Work required
Retype the entries in full, exactly.

Data supplied
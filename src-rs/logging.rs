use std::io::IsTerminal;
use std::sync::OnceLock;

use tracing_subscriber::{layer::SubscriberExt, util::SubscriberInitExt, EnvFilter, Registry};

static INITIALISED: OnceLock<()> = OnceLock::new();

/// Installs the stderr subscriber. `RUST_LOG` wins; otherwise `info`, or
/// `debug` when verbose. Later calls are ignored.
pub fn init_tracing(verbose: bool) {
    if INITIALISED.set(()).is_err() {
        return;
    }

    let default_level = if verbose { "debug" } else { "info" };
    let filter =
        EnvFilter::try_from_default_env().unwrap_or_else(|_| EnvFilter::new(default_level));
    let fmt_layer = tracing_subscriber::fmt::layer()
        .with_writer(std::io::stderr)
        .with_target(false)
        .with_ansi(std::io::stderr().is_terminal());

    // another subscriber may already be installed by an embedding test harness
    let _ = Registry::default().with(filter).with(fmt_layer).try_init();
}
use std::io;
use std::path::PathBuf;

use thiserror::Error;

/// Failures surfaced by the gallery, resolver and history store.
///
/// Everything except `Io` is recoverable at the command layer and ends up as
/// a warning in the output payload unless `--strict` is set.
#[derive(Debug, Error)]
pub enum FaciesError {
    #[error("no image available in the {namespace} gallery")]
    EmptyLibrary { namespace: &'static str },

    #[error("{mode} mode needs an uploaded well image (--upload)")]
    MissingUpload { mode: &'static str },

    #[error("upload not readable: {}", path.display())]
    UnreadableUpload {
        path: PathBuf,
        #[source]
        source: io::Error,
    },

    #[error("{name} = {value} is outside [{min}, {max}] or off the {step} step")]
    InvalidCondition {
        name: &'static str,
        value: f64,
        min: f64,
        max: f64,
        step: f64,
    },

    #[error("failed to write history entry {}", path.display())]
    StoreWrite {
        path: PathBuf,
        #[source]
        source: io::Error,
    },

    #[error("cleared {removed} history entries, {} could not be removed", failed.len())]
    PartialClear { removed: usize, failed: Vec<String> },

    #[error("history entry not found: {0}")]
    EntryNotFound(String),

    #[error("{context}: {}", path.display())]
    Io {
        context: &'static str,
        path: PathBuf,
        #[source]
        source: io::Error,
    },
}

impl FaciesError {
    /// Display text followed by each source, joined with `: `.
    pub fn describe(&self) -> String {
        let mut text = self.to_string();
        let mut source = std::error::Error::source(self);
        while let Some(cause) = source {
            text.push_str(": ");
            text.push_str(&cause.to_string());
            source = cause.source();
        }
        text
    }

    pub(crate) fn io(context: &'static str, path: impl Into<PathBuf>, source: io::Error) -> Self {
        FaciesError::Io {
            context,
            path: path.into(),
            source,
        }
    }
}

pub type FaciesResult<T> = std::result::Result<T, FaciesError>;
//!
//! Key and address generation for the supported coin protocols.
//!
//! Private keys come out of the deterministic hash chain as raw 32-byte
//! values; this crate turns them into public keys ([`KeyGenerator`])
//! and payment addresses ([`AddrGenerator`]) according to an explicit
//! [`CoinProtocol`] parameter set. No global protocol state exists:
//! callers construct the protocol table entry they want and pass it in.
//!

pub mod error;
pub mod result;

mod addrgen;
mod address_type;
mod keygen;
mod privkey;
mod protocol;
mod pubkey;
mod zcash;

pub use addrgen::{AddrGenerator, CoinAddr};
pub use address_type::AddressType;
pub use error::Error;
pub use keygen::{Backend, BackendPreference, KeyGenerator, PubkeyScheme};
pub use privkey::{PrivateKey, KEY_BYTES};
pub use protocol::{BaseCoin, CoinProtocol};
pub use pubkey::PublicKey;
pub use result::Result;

Solution to this exercise
filename src-rs/logging.rs
use std::io::IsTerminal;
use std::sync::OnceLock;

use tracing_subscriber::{layer::SubscriberExt, util::SubscriberInitExt, EnvFilter, Registry};

static INITIALISED: OnceLock<()> = OnceLock::new();

/// Installs the stderr subscriber. `RUST_LOG` wins; otherwise `info`, or
/// `debug` when verbose. Later calls are ignored.
pub fn init_tracing(verbose: bool) {
    if INITIALISED.set(()).is_err() {
        return;
    }

    let default_level = if verbose { "debug" } else { "info" };
    let filter =
        EnvFilter::try_from_default_env().unwrap_or_else(|_| EnvFilter::new(default_level));
    let fmt_layer = tracing_subscriber::fmt::layer()
        .with_writer(std::io::stderr)
        .with_target(false)
        .with_ansi(std::io::stderr().is_terminal());

    // another subscriber may already be installed by an embedding test harness
    let _ = Registry::default().with(filter).with(fmt_layer).try_init();
}
use std::io;
use std::path::PathBuf;

use thiserror::Error;

/// Failures surfaced by the gallery, resolver and history store.
///
/// Everything except `Io` is recoverable at the command layer and ends up as
/// a warning in the output payload unless `--strict` is set.
#[derive(Debug, Error)]
pub enum FaciesError {
    #[error("no image available in the {namespace} gallery")]
    EmptyLibrary { namespace: &'static str },

    #[error("{mode} mode needs an uploaded well image (--upload)")]
    MissingUpload { mode: &'static str },

    #[error("upload not readable: {}", path.display())]
    UnreadableUpload {
        path: PathBuf,
        #[source]
        source: io::Error,
    },

    #[error("{name} = {value} is outside [{min}, {max}] or off the {step} step")]
    InvalidCondition {
        name: &'static str,
        value: f64,
        min: f64,
        max: f64,
        step: f64,
    },

    #[error("failed to write history entry {}", path.display())]
    StoreWrite {
        path: PathBuf,
        #[source]
        source: io::Error,
    },

    #[error("cleared {removed} history entries, {} could not be removed", failed.len())]
    PartialClear { removed: usize, failed: Vec<String> },

    #[error("history entry not found: {0}")]
    EntryNotFound(String),

    #[error("{context}: {}", path.display())]
    Io {
        context: &'static str,
        path: PathBuf,
        #[source]
        source: io::Error,
    },
}

impl FaciesError {
    /// Display text followed by each source, joined with `: `.
    pub fn describe(&self) -> String {
        let mut text = self.to_string();
        let mut source = std::error::Error::source(self);
        while let Some(cause) = source {
            text.push_str(": ");
            text.push_str(&cause.to_string());
            source = cause.source();
        }
        text
    }

    pub(crate) fn io(context: &'static str, path: impl Into<PathBuf>, source: io::Error) -> Self {
        FaciesError::Io {
            context,
            path: path.into(),
            source,
        }
    }
}

pub type FaciesResult<T> = std::result::Result<T, FaciesError>;
//!
//! Key and address generation for the supported coin protocols.
//!
//! Private keys come out of the deterministic hash chain as raw 32-byte
//! values; this crate turns them into public keys ([`KeyGenerator`])
//! and payment addresses ([`AddrGenerator`]) according to an explicit
//! [`CoinProtocol`] parameter set. No global protocol state exists:
//! callers construct the protocol table entry they want and pass it in.
//!

pub mod error;
pub mod result;

mod addrgen;
mod address_type;
mod keygen;
mod privkey;
mod protocol;
mod pubkey;
mod zcash;

pub use addrgen::{AddrGenerator, CoinAddr};
pub use address_type::AddressType;
pub use error::Error;
pub use keygen::{Backend, BackendPreference, KeyGenerator, PubkeyScheme};
pub use privkey::{PrivateKey, KEY_BYTES};
pub use protocol::{BaseCoin, CoinProtocol};
pub use pubkey::PublicKey;
pub use result::Result;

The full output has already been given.